The World Health Organization (WHO) Expert Committee on Biological Standardization will meet at the end of this month in Geneva and will consider, among other issues, whether generic biotech drugs can carry the same clinical name or nonproprietary name as the brand-name drugs. Biotech drugs - also known as biologics or biopharmaceuticals - are some of the most expensive products on the market and form part of the arsenal against HIV/AIDS, cancer, and diabetes.
The WHO has established Guidelines on the Use of International Nonproprietary Names (INN) for Pharmaceutical Products, The WHO Programme on INN released a Review in June this year, which noted that INNs have not been assigned to blood biologicals and immunoglobulins, but have been used for some fusion proteins, gene therapy products, and transgenics. Skin substitutes are considered outside the system and vaccines are also currently not included in the system. However, the Expert Committee on Biological Standardization has made recommendations resulting in the assigning of some names.
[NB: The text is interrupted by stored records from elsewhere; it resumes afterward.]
//! Text-generation service clients

use async_trait::async_trait;

use crate::error::GenerateError;

pub mod gemini;
pub mod scripted;

// Re-export for convenience
pub use gemini::GeminiClient;
pub use scripted::ScriptedGenerator;

/// One-shot text generation. Implementations report throttling as
/// `GenerateError::RateLimited` so callers can tell it apart.
#[async_trait]
pub trait TextGenerator: Send + Sync
{   async fn generate(&self, prompt: &str)
      -> Result<String, GenerateError>;
}
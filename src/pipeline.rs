//! Generation pipeline: cache lookup, throttle-aware call,
//! cleanup, parse, persist, and catalog fallback for explanations.

use std::sync::Arc;
use chrono::Utc;
use log::{debug, info, warn, error};
use serde_json::Value;

use crate::catalog::FallbackCatalog;
use crate::cleanup::clean_response;
use crate::config::RetryConfig;
use crate::error::Error;
use crate::prompt::synthesize;
use crate::providers::TextGenerator;
use crate::request::{GenerationRequest, GenerationResult, RequestKind};
use crate::retry::{generate_with_retry, RetryPolicy};
use crate::schema;
use crate::store::{
  get_record, put_record, CacheEntry, Collection, DocumentStore, PlanRecord,
};

/// Executes one generation request end to end.
/// Holds no per-request state; safe to share between tasks.
pub struct GenerationPipeline
{   generator: Arc<dyn TextGenerator>
  , store: Arc<dyn DocumentStore>
  , catalog: FallbackCatalog
  , retry: RetryConfig
  , validate_schema: bool
}

impl GenerationPipeline
{   pub fn new(
      generator: Arc<dyn TextGenerator>
    , store: Arc<dyn DocumentStore>
    , retry: RetryConfig
    ) -> Self
    {   GenerationPipeline
        {   generator
          , store
          , catalog: FallbackCatalog::new()
          , retry
          , validate_schema: false
        }
    }

    /// Check plan shapes after parsing
    pub fn with_schema_validation(mut self, enabled: bool) -> Self
    {   self.validate_schema = enabled;
        self
    }

    pub fn store(&self) -> &Arc<dyn DocumentStore>
    {   &self.store
    }

    /// Run one request
    pub async fn run(&self, request: &GenerationRequest)
      -> Result<GenerationResult, Error>
    {   let kind = request.kind();
        let prompt = synthesize(request)?;

        if kind == RequestKind::ExerciseExplanation
        {   let key = explanation_key(request)?;
            if let Some(entry) = self.cached(&key).await
            {   info!("Exercise cache hit for '{}'", key);
                return Ok(GenerationResult::Structured(entry.data));
            }
            debug!("Exercise cache miss for '{}'", key);
        }

        match self.call(kind, &prompt).await
        {   Ok(GenerationResult::Structured(value)) => {
              self.persist(request, &value).await?;
              Ok(GenerationResult::Structured(value))
            }
          , Ok(text) => Ok(text)
          , Err(err) => self.recover(request, err).await
        }
    }

    /// CALL, CLEAN and PARSE states
    async fn call(&self, kind: RequestKind, prompt: &str)
      -> Result<GenerationResult, Error>
    {   let policy = RetryPolicy::for_kind(kind, &self.retry);
        let raw = generate_with_retry(
            self.generator.as_ref()
          , prompt
          , &policy
          )
          .await
          .map_err(|e| Error::ServiceUnavailable(e.to_string()))?;

        let cleaned = clean_response(&raw, kind);
        if !kind.is_structured()
        {   return Ok(GenerationResult::Text(cleaned));
        }

        let value: Value = serde_json::from_str(&cleaned)
          .map_err(|e| {
            error!("{} response is not valid JSON: {}", kind, e);
            debug!("Raw text was: {}", raw);
            Error::MalformedResponse(e.to_string())
          })?;

        if self.validate_schema
        {   schema::validate(kind, &value)?;
        }
        Ok(GenerationResult::Structured(value))
    }

    /// Failure states: only explanations have a local recovery
    async fn recover(&self, request: &GenerationRequest, err: Error)
      -> Result<GenerationResult, Error>
    {   if request.kind() != RequestKind::ExerciseExplanation
        {   return Err(err);
        }
        let key = explanation_key(request)?;
        match self.catalog.lookup(&key)
        {   Some(fallback) => {
              warn!("Serving fallback explanation for '{}' after: {}", key, err);
              if let Err(e) = self.persist(request, &fallback).await
              {   warn!("Fallback for '{}' not cached: {}", key, e);
              }
              Ok(GenerationResult::Structured(fallback))
            }
          , None => {
              warn!("No fallback for '{}': {}", key, err);
              Err(err)
            }
        }
    }

    /// Cache lookup is best effort; a store failure reads as a miss
    async fn cached(&self, key: &str) -> Option<CacheEntry>
    {   match get_record::<CacheEntry>(
            self.store.as_ref()
          , Collection::ExerciseCache
          , key
          ).await
        {   Ok(entry) => entry
          , Err(e) => {
              warn!("Exercise cache read failed for '{}': {}", key, e);
              None
            }
        }
    }

    /// Upsert a structured result under its owner or cache key
    async fn persist(&self, request: &GenerationRequest, value: &Value)
      -> Result<(), Error>
    {   let now = Utc::now();
        match request.kind()
        {   RequestKind::WorkoutPlan | RequestKind::MealPlan => {
              let Some(owner) = request.owner() else {
                debug!("{} has no owner; not persisted", request.kind());
                return Ok(());
              };
              let collection = if request.kind() == RequestKind::WorkoutPlan
              {   Collection::WorkoutPlans
              } else
              {   Collection::MealPlans
              };
              let record = PlanRecord
              {   owner: owner.to_string()
                , plan: value.clone()
                , generated_at: now
              };
              put_record(self.store.as_ref(), collection, owner, &record)
                .await?;
              info!("Saved {} for {}", request.kind(), owner);
            }
          , RequestKind::ExerciseExplanation => {
              let key = explanation_key(request)?;
              let entry = CacheEntry
              {   name: key.clone()
                , data: value.clone()
                , updated_at: now
              };
              put_record(
                self.store.as_ref()
              , Collection::ExerciseCache
              , &key
              , &entry
              ).await?;
              info!("Cached explanation for '{}'", key);
            }
          , RequestKind::FreeFormChat => {}
        }
        Ok(())
    }
}

fn explanation_key(request: &GenerationRequest) -> Result<String, Error>
{   request.cache_key()
      .ok_or_else(|| {
        Error::Validation("Please provide an exercise name".to_string())
      })
}
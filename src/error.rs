use std::fmt;

/// Caller-facing error taxonomy for coaching operations.
/// Implements Clone for sending through channels
#[derive(Debug, Clone, PartialEq, Eq)]
pub enum Error
{   /// Caller precondition not met (no profile, no exercise name)
    Validation(String)
  , /// Upstream exhausted retries or failed hard, no fallback
    ServiceUnavailable(String)
  , /// Upstream text could not be coerced to JSON, no fallback
    MalformedResponse(String)
  , /// Parsed JSON does not have the expected plan shape
    Schema(String)
  , /// Requested record does not exist
    NotFound(String)
  , /// Durable store failure
    Storage(String)
  , /// Invalid configuration
    InvalidConfiguration(String)
}

impl Error
{   /// Whether the presentation layer should answer with
    /// "system busy, try again shortly" instead of the raw error.
    pub fn is_retryable_by_user(&self) -> bool
    {   matches!(
          self
        , Error::ServiceUnavailable(_)
          | Error::MalformedResponse(_)
          | Error::Schema(_)
        )
    }
}

impl fmt::Display for Error
{   fn fmt(&self, f: &mut fmt::Formatter<'_>)
      -> fmt::Result
    {   match self
        {   Error::Validation(msg) => {
              write!(f, "Validation error: {}", msg)
            }
          , Error::ServiceUnavailable(msg) => {
              write!(f, "Service unavailable: {}", msg)
            }
          , Error::MalformedResponse(msg) => {
              write!(f, "Malformed response: {}", msg)
            }
          , Error::Schema(msg) => {
              write!(f, "Schema error: {}", msg)
            }
          , Error::NotFound(what) => {
              write!(f, "Not found: {}", what)
            }
          , Error::Storage(msg) => {
              write!(f, "Storage error: {}", msg)
            }
          , Error::InvalidConfiguration(msg) => {
              write!(f, "Invalid configuration: {}", msg)
            }
        }
    }
}

impl std::error::Error for Error {}

impl From<StoreError> for Error
{   fn from(e: StoreError) -> Self
    {   Error::Storage(e.to_string())
    }
}

/// Failure of a single call to the text-generation service
#[derive(Debug, Clone, PartialEq, Eq)]
pub enum GenerateError
{   /// Service answered "too many requests"
    RateLimited
  , /// API key is missing
    MissingApiKey(String)
  , /// HTTP transport error
    HttpError(String)
  , /// API returned a non-success status
    ApiError
    {   status: u16
      , message: String
    }
  , /// Failed to parse API envelope
    ParseError(String)
  , /// No candidates in API response
    NoCandidates
  , /// Client task is gone
    Disconnected
}

impl GenerateError
{   /// Only the rate-limit class is eligible for retry
    pub fn is_throttled(&self) -> bool
    {   matches!(self, GenerateError::RateLimited)
    }
}

impl fmt::Display for GenerateError
{   fn fmt(&self, f: &mut fmt::Formatter<'_>)
      -> fmt::Result
    {   match self
        {   GenerateError::RateLimited => {
              write!(f, "API rate limit exceeded")
            }
          , GenerateError::MissingApiKey(what) => {
              write!(f, "Missing API key for: {}", what)
            }
          , GenerateError::HttpError(msg) => {
              write!(f, "HTTP error: {}", msg)
            }
          , GenerateError::ApiError { status, message } => {
              write!(f, "API error ({}): {}", status, message)
            }
          , GenerateError::ParseError(msg) => {
              write!(f, "Parse error: {}", msg)
            }
          , GenerateError::NoCandidates => {
              write!(f, "API response contained no candidates")
            }
          , GenerateError::Disconnected => {
              write!(f, "Generation client disconnected")
            }
        }
    }
}

impl std::error::Error for GenerateError {}

/// Durable store failure
#[derive(Debug, Clone, PartialEq, Eq)]
pub enum StoreError
{   /// Underlying file could not be read or written
    Io(String)
  , /// Document could not be (de)serialized
    Serialization(String)
}

impl fmt::Display for StoreError
{   fn fmt(&self, f: &mut fmt::Formatter<'_>)
      -> fmt::Result
    {   match self
        {   StoreError::Io(msg) => write!(f, "I/O error: {}", msg)
          , StoreError::Serialization(msg) => {
              write!(f, "Serialization error: {}", msg)
            }
        }
    }
}

impl std::error::Error for StoreError {}

impl From<std::io::Error> for StoreError
{   fn from(e: std::io::Error) -> Self
    {   StoreError::Io(e.to_string())
    }
}

impl From<serde_json::Error> for StoreError
{   fn from(e: serde_json::Error) -> Self
    {   StoreError::Serialization(e.to_string())
    }
}
//! Retry policy for throttled generation calls

use std::time::Duration;
use log::{debug, warn};

use crate::config::{KindRetry, RetryConfig};
use crate::error::GenerateError;
use crate::providers::TextGenerator;
use crate::request::RequestKind;

/// Attempt budget and fixed wait for one request
#[derive(Debug, Clone, Copy, PartialEq, Eq)]
pub struct RetryPolicy
{   pub max_attempts: usize
  , pub backoff: Duration
}

/// What to do after a failed call
#[derive(Debug, Clone, Copy, PartialEq, Eq)]
pub enum RetryDecision
{   /// Wait, then call again
    Retry(Duration)
  , /// Surface the error
    GiveUp
}

impl RetryPolicy
{   /// Create a new retry policy; at least one attempt is made
    pub fn new(max_attempts: usize, backoff_ms: u64) -> Self
    {   RetryPolicy
        {   max_attempts: max_attempts.max(1)
          , backoff: Duration::from_millis(backoff_ms)
        }
    }

    /// Policy configured for a request kind
    pub fn for_kind(kind: RequestKind, config: &RetryConfig) -> Self
    {   let KindRetry { max_attempts, backoff_ms } = match kind
        {   RequestKind::WorkoutPlan => config.workout_plan
          , RequestKind::MealPlan => config.meal_plan
          , RequestKind::ExerciseExplanation => {
              config.exercise_explanation
            }
          , RequestKind::FreeFormChat => config.chat
        };
        RetryPolicy::new(max_attempts, backoff_ms)
    }

    /// Decide the next step after `attempt` (1-based) failed
    pub fn decide(&self, attempt: usize, error: &GenerateError)
      -> RetryDecision
    {   if error.is_throttled() && attempt < self.max_attempts
        {   RetryDecision::Retry(self.backoff)
        } else
        {   RetryDecision::GiveUp
        }
    }
}

impl Default for RetryPolicy
{   fn default() -> Self
    {   RetryPolicy::new(3, 5_000)
    }
}

/// Call the generator, waiting out throttling per `policy`.
/// Calls are strictly sequential.
pub async fn generate_with_retry(
  generator: &dyn TextGenerator
, prompt: &str
, policy: &RetryPolicy
) -> Result<String, GenerateError>
{   let mut attempt = 1;
    loop
    {   debug!("Generation attempt {}/{}", attempt, policy.max_attempts);
        let error = match generator.generate(prompt).await
        {   Ok(text) => return Ok(text)
          , Err(e) => e
        };
        match policy.decide(attempt, &error)
        {   RetryDecision::Retry(wait) => {
              warn!(
                "Throttled on attempt {}, waiting {:?}"
              , attempt
              , wait
              );
              tokio::time::sleep(wait).await;
              attempt += 1;
            }
          , RetryDecision::GiveUp => {
              warn!(
                "Giving up after attempt {}: {}"
              , attempt
              , error
              );
              return Err(error);
            }
        }
    }
}
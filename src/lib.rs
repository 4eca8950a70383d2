pub mod document;
pub mod engine;
pub mod error;
pub mod policy;
pub mod service;
pub mod utils;
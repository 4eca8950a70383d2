//! The workflow engine: transition validation and worklist visibility
//!
//! Both functions here are pure. They take document values and return new
//! ones (or a rejection); persistence of the result belongs to the caller,
//! which must also serialize writers per document.

use super::document::{Document, EntryStatus, ProcessHistoryEntry, TimeStamp};
use super::error::WorkflowError;
use super::policy::{self, Actor, DocumentStatus, Role, TransitionClass};

/// Validate and apply one status transition.
///
/// Checks run in a fixed order and the first failure wins: locked document,
/// then role authorization against the policy table, then target legality,
/// then the note requirement on return transitions. Admin skips the table
/// checks but never the locked check, and a forced transition is tagged as
/// an administrative override in the history.
///
/// On success the input is left untouched and a new document is returned
/// with the status applied, one history entry appended, and the lock set
/// when the target is terminal.
pub fn attempt_transition(
    document: &Document,
    actor: &Actor,
    target: DocumentStatus,
    note: Option<&str>,
) -> Result<Document, WorkflowError> {
    if document.locked {
        return Err(WorkflowError::DocumentLocked {
            status: document.status,
        });
    }

    if actor.role == Role::Admin {
        return Ok(apply(document, actor, target, note, true));
    }

    let allowed = policy::transitions_for(document.status, actor.role);
    if allowed.is_empty() {
        return Err(WorkflowError::Forbidden {
            role: actor.role,
            status: document.status,
        });
    }

    let Some(transition) = allowed.iter().find(|t| t.target == target) else {
        return Err(WorkflowError::IllegalTransition {
            from: document.status,
            to: target,
            role: actor.role,
        });
    };

    if transition.class == TransitionClass::Return && note.is_none_or(|n| n.trim().is_empty()) {
        return Err(WorkflowError::NoteRequired);
    }

    Ok(apply(document, actor, target, note, false))
}

// The single mutation point. Everything before this is read-only validation.
fn apply(
    document: &Document,
    actor: &Actor,
    target: DocumentStatus,
    note: Option<&str>,
    admin_override: bool,
) -> Document {
    let mut updated = document.clone();

    updated.append_entry(ProcessHistoryEntry {
        timestamp: TimeStamp::new(),
        status: EntryStatus::Moved(target),
        actor: actor.name.clone(),
        note: note.map(str::to_string),
        admin_override,
    });
    updated.status = target;

    if target.is_terminal() {
        updated.locked = true;
    }

    updated
}

/// Whether a role may currently see/act on a document. Admin sees all,
/// the input staff see their own submissions, every other role sees exactly
/// the documents sitting in the one status it acts on.
pub fn is_visible_to(actor: &Actor, document: &Document) -> bool {
    match actor.role {
        Role::Admin => true,
        Role::InputStaff => document.creator == actor.name,
        role => policy::actionable_status(role) == Some(document.status),
    }
}

#[cfg(test)]
mod tests {
    use super::*;
    use crate::document::{DocumentDetailsBuilder, DocumentKind};

    fn sample_document() -> Document {
        let details = DocumentDetailsBuilder::new()
            .set_document_number("0002/DOC/2025")
            .set_period("Februari", "2025")
            .set_spp_number("SPP-002")
            .set_po_number("PO-002")
            .set_pr_number("PR-002")
            .set_payment_purpose("Pengadaan server")
            .set_category("Infrastruktur")
            .set_kind(DocumentKind::Investment)
            .set_amount_rupiah(250_000_000)
            .build()
            .unwrap();

        Document::create(details, "Andi").unwrap()
    }

    #[test]
    fn approve_appends_exactly_one_entry() {
        let doc = sample_document();
        let verifier = Actor::new(Role::InitialVerifier, "Ibu B");

        let updated = attempt_transition(
            &doc,
            &verifier,
            DocumentStatus::AwaitingDocumentSupervisorApproval,
            None,
        )
        .unwrap();

        assert_eq!(updated.history.len(), doc.history.len() + 1);
        assert_eq!(
            updated.status,
            DocumentStatus::AwaitingDocumentSupervisorApproval
        );
        // input untouched
        assert_eq!(doc.status, DocumentStatus::AwaitingInitialVerification);
        assert_eq!(doc.history.len(), 1);
    }

    #[test]
    fn admin_override_is_tagged() {
        let doc = sample_document();
        let admin = Actor::new(Role::Admin, "Root");

        let updated =
            attempt_transition(&doc, &admin, DocumentStatus::DisbursementProcessing, None).unwrap();

        assert!(updated.history.last().unwrap().admin_override);
        assert_eq!(updated.status, DocumentStatus::DisbursementProcessing);
    }

    #[test]
    fn admin_cannot_touch_a_locked_document() {
        let mut doc = sample_document();
        doc.status = DocumentStatus::Completed;
        doc.locked = true;

        let admin = Actor::new(Role::Admin, "Root");
        let err = attempt_transition(&doc, &admin, DocumentStatus::TaxProcessing, None)
            .unwrap_err();

        assert_eq!(
            err,
            WorkflowError::DocumentLocked {
                status: DocumentStatus::Completed
            }
        );
    }

    #[test]
    fn whitespace_note_does_not_satisfy_a_return() {
        let doc = sample_document();
        let verifier = Actor::new(Role::InitialVerifier, "Ibu B");

        let err = attempt_transition(
            &doc,
            &verifier,
            DocumentStatus::ReturnedForCorrection,
            Some("   "),
        )
        .unwrap_err();

        assert_eq!(err, WorkflowError::NoteRequired);
    }

    #[test]
    fn creator_visibility_is_by_ownership_not_role() {
        let doc = sample_document();

        let owner = Actor::new(Role::InputStaff, "Andi");
        let other = Actor::new(Role::InputStaff, "Budi");

        assert!(is_visible_to(&owner, &doc));
        assert!(!is_visible_to(&other, &doc));
    }

    #[test]
    fn roles_without_table_entries_see_nothing() {
        let doc = sample_document();

        for role in [Role::DocumentDrafter, Role::DisbursementSupervisor] {
            let actor = Actor::new(role, "Citra");
            assert!(!is_visible_to(&actor, &doc));
        }
    }
}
In a recent report in The Independent, Danny Fortson describes political pressure for large-scale production of generic biotechnology drugs as a "fresh financial threat" to the pharmaceutical industry. But many commentators are concerned that this perceived "threat" is really simply an anxiety over protecting de facto monopolies in biological medicines. Such political pressure in the US comes recently from a new US Bill, aiming to improve access to lower cost drugs in the important area of pharmaceutical development.
US politicians, Representative Henry Waxman (of the Hatch-Waxman Act, establishing a system for generic drug approval in the US), and Senators Charles E Schumer and Hilary Clinton, have introduced the new bill, known as the "Access to Life-Saving Medicines Act." The aim is to establish procedures to facilitate approval of generic versions of biotech drugs. The press release notes the absence of statutory procedures for biotech drugs, leading to the potential problem of indefinite monopoly pricing, despite the expiration of patent protection.
The Bill has been strongly supported by the Generic Pharmaceutical Association (GPhA), which has stated "Introducing competition into the biopharmaceutical field would also yield tremendous cost savings for consumers ... We applaud Rep. Waxman and Senator Schumer for their true leadership."
Meanwhile, industry associations have maintained their objections, arguing that complex biopharmaceuticals cannot be copied in ways similar to traditional medicines, and so the application of traditional approval routes will not be appropriate. For instance, the VFAbio (Biotechnology within the German Association of Research-Based Pharmaceutical Companies) has urged that "such generics cannot exist."
In January 2006 the European Medicines Agency (EMEA) adopted its first positive opinion for a biosimilar, when it declared Omnitrope (Novartis) to be comparable to Genotropin (Pfizer), for which market authorisation was granted by the Commission in April (Omnitrope was later approved by the Food and Drug Administration (FDA)). In April the EU finalised its policy and legal framework for biosimilars when the EMEA adopted guidelines on the approval process for similar biological medicines.
However, the consultation on the draft guidelines attracted similar arguments, with the European Association for Bioindustries (EuropaBio) in its submission arguing that the application of the term "comparability" (from traditional manufacturing processes) to the biotech medicinal product is inappropriate. Similarly, the submission of Emerging Biopharmaceutical Enterprises (EBE) (European Biopharmaceutical Enterprises) emphasised that "Because no two cells are exactly alike, each biological medicinal product is distinct and cannot be copied exactly by a different company," while the Biotechnology Industry Organization (BIO) noted in its comments that "in important respects all protein products are unique, that each must be treated as such, and that tests performed by an innovator to demonstrate quality, safety and efficacy of its own product may not be relevant to a claimed-similar product." But Greg Perry, Director General of the European Generic Medicines Association (EGA) stated at the Biosimilars conference in London, that "The current level of biological science and recently enacted pharmaceutical legislation in Europe mean that the next generation of affordable medicines is no longer a distant dream, but rather a soon to be realised reality."
The EGA will be holding the 5th Annual Symposium on Biosimilars, "Biosimilar Medicines: Off the Starting Blocks," in London, May 2007. More details will be available early next year.